Gastos em eventos prévios à Copa superam de longe os dos últimos mundiais. Presidente da Fifa, Joseph Blatter, alegou que os valores exorbitantes justificam a grandiosidade do evento

Marin : “O Brasil poderia receber este evento em qualquer lugar, mas o mundo merece conhecer e foi muito bem recebido na Costa do Saiúpe ”. Foto:Divulgação
Marin : “O Brasil poderia receber este evento em qualquer lugar, mas o mundo merece conhecer e foi muito bem recebido na Costa do Saiúpe ”. Foto:Divulgação

O dinheiro jorrou por todo o Brasil por conta da realização da Copa do Mundo no país. Foram mais de R$ 8 bilhões em estádios e outros tantos (ainda que não suficientes) na reforma e construção da estrutura para receber o evento em 2014. O sorteio desta sexta-feira na Costa do Sauípe reforça a tendência. O Brasil já gastou muito para mostrar sua cara ao mundo.

Só nos sorteios foram gastos R$ 56,4 milhões – com o dos grupos na Bahia e o das eliminatórias da Copa, em 2011, que custou R$ 30 mi ao Rio. Em dezembro de 2009, no sorteio da Cidade do Cabo, na África do Sul, a Fifa anunciou que gastou US$ 6,1 milhões (cerca de R$ 14 milhões, em valores de hoje). Com dinheiro da Fifa, foram R$ 20 milhões na Bahia, além de R$ 6,4 mi bancados pelo governo estadual.

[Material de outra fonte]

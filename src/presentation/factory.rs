//! Use Case Factory
//!
//! Creates use cases with infrastructure dependencies wired up.
//! This is the dependency injection point for the application.

use crate::application::{CalculateUseCase, Ledger};
use crate::config::Config;
use crate::domain::services::CarbonCalculator;
use crate::infrastructure::{default_ledger_path, JsonLedgerRepository};

/// Type alias for the concrete CalculateUseCase with all dependencies
pub type ConcreteCalculateUseCase = CalculateUseCase<JsonLedgerRepository>;

/// Ledger over the JSON file named by the config (or the default location)
pub fn create_ledger(config: &Config) -> Ledger<JsonLedgerRepository> {
    let path = config
        .ledger
        .path
        .clone()
        .unwrap_or_else(default_ledger_path);
    tracing::debug!(path = %path.display(), "using ledger file");
    Ledger::new(JsonLedgerRepository::with_path(path))
}

/// Create a calculate use case with the configured factors and ledger
pub fn create_calculate_use_case(config: &Config) -> ConcreteCalculateUseCase {
    CalculateUseCase::new(CarbonCalculator::new(config.factors), create_ledger(config))
}
//! Calculation input entity

use chrono::NaiveDate;
use serde::{Deserialize, Serialize};
use thiserror::Error;

use crate::domain::value_objects::{CompanySize, Industry, TechnologyType};

pub const MIN_PROJECT_LIFESPAN: u32 = 1;
pub const MAX_PROJECT_LIFESPAN: u32 = 50;

/// Largest accepted value of any single metric.
///
/// With default factors, the largest multipliers and a 50-year lifespan
/// every result figure stays below [`crate::domain::services::MAX_RESULT_FIGURE`].
pub const MAX_METRIC_VALUE: f64 = 1e12;

/// Reasons an input record is rejected before calculation
#[derive(Debug, Clone, PartialEq, Error)]
pub enum ValidationError {
    #[error("project lifespan must be between 1 and 50 years, got {0}")]
    LifespanOutOfRange(u32),

    #[error("{field} must be a finite, non-negative number, got {value}")]
    InvalidMetric { field: &'static str, value: f64 },

    #[error("{field} must not exceed 1e12, got {value}")]
    MetricTooLarge { field: &'static str, value: f64 },

    #[error("please enter at least one environmental impact value")]
    NoImpactMetrics,

    /// A result figure would not fit the integer range results are reported in
    #[error("calculated {field} of {value} exceeds the supported maximum of 2^53")]
    ResultOutOfRange { field: &'static str, value: f64 },
}

/// Environmental metrics and company attributes for one calculation
///
/// Serialized as a flat camelCase JSON object. Missing fields take the
/// same defaults as [`CleanTechInput::default`].
#[derive(Debug, Clone, PartialEq, Serialize, Deserialize)]
#[serde(rename_all = "camelCase", default)]
pub struct CleanTechInput {
    pub company_size: CompanySize,
    pub industry: Industry,
    pub technology_type: TechnologyType,
    /// kWh/year
    pub energy_savings: f64,
    /// kWh/year
    pub renewable_energy_generated: f64,
    /// kWh/year
    pub solar_energy_kwh: f64,
    /// kWh capacity
    pub storage_capacity_kwh: f64,
    /// tons/year
    pub waste_reduction: f64,
    /// gallons/year
    pub water_conservation: f64,
    /// years, 1..=50
    pub project_lifespan: u32,
    pub calculation_date: NaiveDate,
}

impl Default for CleanTechInput {
    fn default() -> Self {
        Self {
            company_size: CompanySize::Small,
            industry: Industry::Manufacturing,
            technology_type: TechnologyType::EnergyEfficiency,
            energy_savings: 0.0,
            renewable_energy_generated: 0.0,
            solar_energy_kwh: 0.0,
            storage_capacity_kwh: 0.0,
            waste_reduction: 0.0,
            water_conservation: 0.0,
            project_lifespan: 10,
            calculation_date: chrono::Local::now().date_naive(),
        }
    }
}

impl CleanTechInput {
    /// Numeric metrics with their wire names
    pub fn metrics(&self) -> [(&'static str, f64); 6] {
        [
            ("energySavings", self.energy_savings),
            ("renewableEnergyGenerated", self.renewable_energy_generated),
            ("solarEnergyKwh", self.solar_energy_kwh),
            ("storageCapacityKwh", self.storage_capacity_kwh),
            ("wasteReduction", self.waste_reduction),
            ("waterConservation", self.water_conservation),
        ]
    }

    /// Check the constraints the calculator relies on.
    ///
    /// Storage capacity alone does not count as an impact value: it only
    /// adds to a project that also reports savings, generation, waste or
    /// water figures.
    pub fn validate(&self) -> Result<(), ValidationError> {
        if !(MIN_PROJECT_LIFESPAN..=MAX_PROJECT_LIFESPAN).contains(&self.project_lifespan) {
            return Err(ValidationError::LifespanOutOfRange(self.project_lifespan));
        }

        for (field, value) in self.metrics() {
            if !value.is_finite() || value < 0.0 {
                return Err(ValidationError::InvalidMetric { field, value });
            }
            if value > MAX_METRIC_VALUE {
                return Err(ValidationError::MetricTooLarge { field, value });
            }
        }

        let has_impact = [
            self.energy_savings,
            self.renewable_energy_generated,
            self.waste_reduction,
            self.water_conservation,
            self.solar_energy_kwh,
        ]
        .iter()
        .any(|v| *v != 0.0);

        if !has_impact {
            return Err(ValidationError::NoImpactMetrics);
        }

        Ok(())
    }
}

A Fifa escolheu a Costa do Sauípe por indicação do COL, o comitê local da Copa. A entidade tentou agradar o estado da Bahia, que não conseguiu a abertura nem a final do Mundial. Ney Campello, secretário estadual para Assuntos da Copa do Mundo da Bahia, avaliou que os gastos para abrigar o sorteio serão revertidos em breve com a atração de turistas para o Estado. Foram gastos R$ 6,4 milhões com a adaptação da Costa do Sauípe para receber o evento. Foi construída uma “tenda tecnológica” de 9 mil metros quadrados para receber o sorteio.

José Maria Marin, presidente da CBF e do COL, comentou que o evento poderia ocorrer em qualquer cidade do país, como São Paulo (local do sorteio dos grupos da Copa das Confederações), mas que esta foi uma oportunidade de mostrar uma parte do Brasil que normalmente não aparece para os estrangeiros. “O Brasil poderia receber este evento em qualquer lugar, mas o mundo merece conhecer e foi muito bem recebido na Costa do Saiúpe (sic)”

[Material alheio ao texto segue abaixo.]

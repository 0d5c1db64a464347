//! Course records and GPA calculation.
//!
//! The [`data`] module holds everything with semantics: the course model,
//! the CSV store, the scoring engine, filters and input validation. The
//! desktop window lives in the binary and only calls into this crate.

pub mod config;
pub mod data;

Joseph Blatter defendeu os gastos exorbitantes com o sorteio alegando que um “evento da magnitude da Copa do Mundo merece um sorteio desta magnitude”. Discurso igual ao de Ricardo Trade, diretor-executivo do COL.

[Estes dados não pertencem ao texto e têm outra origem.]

use std::path::{Path, PathBuf};

use gpa_ledger::data::filter::{CourseFilter, filtered_indices, semesters};
use gpa_ledger::data::form::CourseForm;
use gpa_ledger::data::model::Course;
use gpa_ledger::data::scoring::ScoreSummary;
use gpa_ledger::data::store::CourseStore;

use crate::color::Palette;

// ---------------------------------------------------------------------------
// Dialog state
// ---------------------------------------------------------------------------

/// Whether the course dialog creates a new record or replaces one.
#[derive(Debug, Clone, Copy, PartialEq, Eq)]
pub enum DialogMode {
    Add,
    /// Position of the record being edited.
    Edit(usize),
}

/// An open add/edit dialog.
#[derive(Debug, Clone)]
pub struct CourseDialog {
    pub mode: DialogMode,
    pub form: CourseForm,
    /// Validation message shown inside the dialog.
    pub error: Option<String>,
}

// ---------------------------------------------------------------------------
// Application state
// ---------------------------------------------------------------------------

/// The full UI state, independent of rendering.
pub struct AppState {
    store: CourseStore,

    /// Every course, in file order.
    pub courses: Vec<Course>,

    /// Search / semester / category selection.
    pub filter: CourseFilter,

    /// Positions of courses passing the current filter (cached).
    pub visible_indices: Vec<usize>,

    /// Unique semesters for the filter combo box (cached).
    pub semesters: Vec<String>,

    /// Aggregates over the whole list (cached).
    pub summary: ScoreSummary,

    /// Highlighted table row, as a position into `courses`.
    pub selected: Option<usize>,

    pub dialog: Option<CourseDialog>,

    /// Course awaiting delete confirmation.
    pub pending_delete: Option<usize>,

    pub palette: Palette,

    /// Status / error message shown in the UI.
    pub status_message: Option<String>,
}

impl AppState {
    /// Build the state and load the backing file. A load error leaves the
    /// list empty and is reported in the status line.
    pub fn open(store: CourseStore) -> Self {
        let mut state = Self {
            store,
            courses: Vec::new(),
            filter: CourseFilter::default(),
            visible_indices: Vec::new(),
            semesters: Vec::new(),
            summary: ScoreSummary::default(),
            selected: None,
            dialog: None,
            pending_delete: None,
            palette: Palette::default(),
            status_message: None,
        };
        state.reload();
        state
    }

    pub fn data_path(&self) -> &Path {
        self.store.path()
    }

    /// Re-read the backing file, keeping the current list on failure.
    pub fn reload(&mut self) {
        match self.store.load() {
            Ok(courses) => {
                self.courses = courses;
                self.forget_positions();
                self.status_message = None;
            }
            Err(e) => {
                log::error!("Failed to load courses: {e}");
                self.status_message = Some(format!("Error: {e}"));
            }
        }
        self.refresh();
    }

    /// Switch to another data file. On failure the current file stays active.
    pub fn open_file(&mut self, path: PathBuf) {
        let store = CourseStore::new(path);
        match store.load() {
            Ok(courses) => {
                log::info!("Switched to {}", store.path().display());
                self.store = store;
                self.courses = courses;
                self.forget_positions();
                self.status_message = None;
            }
            Err(e) => {
                log::error!("Failed to open {}: {e}", store.path().display());
                self.status_message = Some(format!("Error: {e}"));
            }
        }
        self.refresh();
    }

    /// Write the current list to a new file and keep using that file.
    pub fn save_as(&mut self, path: PathBuf) {
        let store = CourseStore::new(path);
        match store.save(&self.courses) {
            Ok(()) => {
                log::info!("Saved {} courses to {}", self.courses.len(), store.path().display());
                self.store = store;
                self.status_message = None;
            }
            Err(e) => {
                log::error!("Failed to save: {e}");
                self.status_message = Some(format!("Error: {e}"));
            }
        }
    }

    // -- Mutations: each one rewrites the whole file --

    pub fn add_course(&mut self, course: Course) {
        self.courses.push(course);
        self.persist();
    }

    /// Replace the course at `index`. Out-of-range indices are ignored.
    pub fn update_course(&mut self, index: usize, course: Course) {
        let Some(slot) = self.courses.get_mut(index) else {
            log::debug!("update_course: no course at {index}");
            return;
        };
        *slot = course;
        self.persist();
    }

    /// Remove the course at `index`. Out-of-range indices are ignored.
    pub fn remove_course(&mut self, index: usize) {
        if index >= self.courses.len() {
            log::debug!("remove_course: no course at {index}");
            return;
        }
        self.courses.remove(index);
        self.selected = self.selected.and_then(|s| shift_after_removal(s, index));
        self.pending_delete = self
            .pending_delete
            .and_then(|s| shift_after_removal(s, index));
        if let Some(CourseDialog {
            mode: DialogMode::Edit(edited),
            ..
        }) = self.dialog
        {
            match shift_after_removal(edited, index) {
                Some(shifted) => {
                    if let Some(dialog) = &mut self.dialog {
                        dialog.mode = DialogMode::Edit(shifted);
                    }
                }
                None => self.dialog = None,
            }
        }
        self.persist();
    }

    /// Drop every stored position after the list was replaced wholesale.
    /// An open add dialog holds no position and stays open.
    fn forget_positions(&mut self) {
        self.selected = None;
        self.pending_delete = None;
        if matches!(
            self.dialog,
            Some(CourseDialog {
                mode: DialogMode::Edit(_),
                ..
            })
        ) {
            self.dialog = None;
        }
    }

    /// Flip whether the course at `index` counts toward the GPA.
    pub fn toggle_selection(&mut self, index: usize) {
        let Some(course) = self.courses.get(index) else {
            log::debug!("toggle_selection: no course at {index}");
            return;
        };
        let toggled = course.with_selected(!course.selected());
        self.update_course(index, toggled);
    }

    /// Save the list and recompute every cache. A failed save keeps the
    /// in-memory change and reports the error.
    fn persist(&mut self) {
        match self.store.save(&self.courses) {
            Ok(()) => self.status_message = None,
            Err(e) => {
                log::error!("Failed to save courses: {e}");
                self.status_message = Some(format!("Error: {e}"));
            }
        }
        self.refresh();
    }

    /// Recompute summary, semester list and visible rows.
    pub fn refresh(&mut self) {
        self.summary = ScoreSummary::compute(&self.courses);
        self.semesters = semesters(&self.courses);
        self.filter.retain_known_semester(&self.semesters);
        self.refilter();
    }

    /// Recompute `visible_indices` after a filter change.
    /// A selected row hidden by the filter is deselected.
    pub fn refilter(&mut self) {
        self.visible_indices = filtered_indices(&self.courses, &self.filter);
        if let Some(selected) = self.selected {
            if !self.visible_indices.contains(&selected) {
                self.selected = None;
            }
        }
    }

    // -- Dialogs --

    pub fn begin_add(&mut self) {
        self.dialog = Some(CourseDialog {
            mode: DialogMode::Add,
            form: CourseForm::default(),
            error: None,
        });
    }

    pub fn begin_edit(&mut self, index: usize) {
        if let Some(course) = self.courses.get(index) {
            self.dialog = Some(CourseDialog {
                mode: DialogMode::Edit(index),
                form: CourseForm::from_course(course),
                error: None,
            });
        }
    }

    /// Validate the open dialog; on success apply it and close the dialog,
    /// otherwise keep it open with the error message.
    pub fn submit_dialog(&mut self) {
        let Some(dialog) = &mut self.dialog else {
            return;
        };
        match dialog.form.to_course() {
            Ok(course) => {
                let mode = dialog.mode;
                self.dialog = None;
                match mode {
                    DialogMode::Add => self.add_course(course),
                    DialogMode::Edit(index) => self.update_course(index, course),
                }
            }
            Err(e) => dialog.error = Some(e.to_string()),
        }
    }

    pub fn cancel_dialog(&mut self) {
        self.dialog = None;
    }

    pub fn request_delete(&mut self, index: usize) {
        if index < self.courses.len() {
            self.pending_delete = Some(index);
        }
    }

    pub fn confirm_delete(&mut self) {
        if let Some(index) = self.pending_delete.take() {
            self.remove_course(index);
        }
    }

    pub fn cancel_delete(&mut self) {
        self.pending_delete = None;
    }
}

/// Where a stored position ends up after `removed` is taken out of the list;
/// `None` when it pointed at the removed course itself.
fn shift_after_removal(position: usize, removed: usize) -> Option<usize> {
    match position.cmp(&removed) {
        std::cmp::Ordering::Less => Some(position),
        std::cmp::Ordering::Equal => None,
        std::cmp::Ordering::Greater => Some(position - 1),
    }
}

“Tenho certeza que vale (investir no sorteio), e falo isso embasado em números. Atualmente a gente recebe 5 milhões de turistas por ano, o que é pouquíssimo se você considerar que Nova York, como cidade, recebe o mesmo número de um país como o Brasil por ano, então que a gente melhore a nossa imagem, que possa mostrar nosso país como capaz de mostrar que não são só futebol e samba, que seja um país competente, vai mostrar o país como um todo”, comentou ao iG Esporte.